[Collected data]
========================
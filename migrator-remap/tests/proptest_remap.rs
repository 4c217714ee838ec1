//! Property tests for remap rendering.
//!
//! - Rendered remap text parses back to the same replacements, in order.
//! - Rendering is deterministic.

use migrator_remap::{parse_remap, render_remap};
use migrator_types::Replacement;
use proptest::prelude::*;

fn arb_replacements() -> impl Strategy<Value = Vec<Replacement>> {
    prop::collection::vec(
        (0usize..4096, 0usize..64, "[ -~\\n\\t]{0,24}").prop_map(|(offset, remove, text)| {
            Replacement {
                offset,
                remove,
                text,
            }
        }),
        0..16,
    )
}

proptest! {
    #[test]
    fn rendered_remap_parses_back(reps in arb_replacements()) {
        let text = render_remap(Some("main.swift"), &reps).expect("render");
        let parsed: Vec<Replacement> = parse_remap(&text)
            .expect("parse")
            .into_iter()
            .map(|e| Replacement::try_from(e).expect("convert"))
            .collect();
        prop_assert_eq!(parsed, reps);
    }

    #[test]
    fn rendering_is_deterministic(reps in arb_replacements()) {
        let a = render_remap(None, &reps).expect("render");
        let b = render_remap(None, &reps).expect("render");
        prop_assert_eq!(a, b);
    }
}
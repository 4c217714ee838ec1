//! Step kinds and their filename names.

use std::fmt;

/// Closed set of migration step kinds.
///
/// Every operation on [`MigrationState`](crate::MigrationState) matches on
/// this exhaustively, so a new kind cannot be added without handling it.
#[derive(Debug, Clone, Copy, PartialEq, Eq, Hash)]
pub enum MigrationKind {
    CompilerFixits,
}

impl MigrationKind {
    /// Human-readable step-kind name, used in artifact filenames.
    pub fn name(self) -> &'static str {
        match self {
            MigrationKind::CompilerFixits => "FixitMigrationState",
        }
    }
}

impl fmt::Display for MigrationKind {
    fn fmt(&self, f: &mut fmt::Formatter<'_>) -> fmt::Result {
        f.write_str(self.name())
    }
}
========================
## REQUIRED WORK:
Print exactly the lines from the one containing "in artifact filenames." through the last line of the records above, both included.

## OUTPUT FOR THIS TASK:
    /// Human-readable step-kind name, used in artifact filenames.
    pub fn name(self) -> &'static str {
        match self {
            MigrationKind::CompilerFixits => "FixitMigrationState",
        }
    }
}

impl fmt::Display for MigrationKind {
    fn fmt(&self, f: &mut fmt::Formatter<'_>) -> fmt::Result {
        f.write_str(self.name())
    }
}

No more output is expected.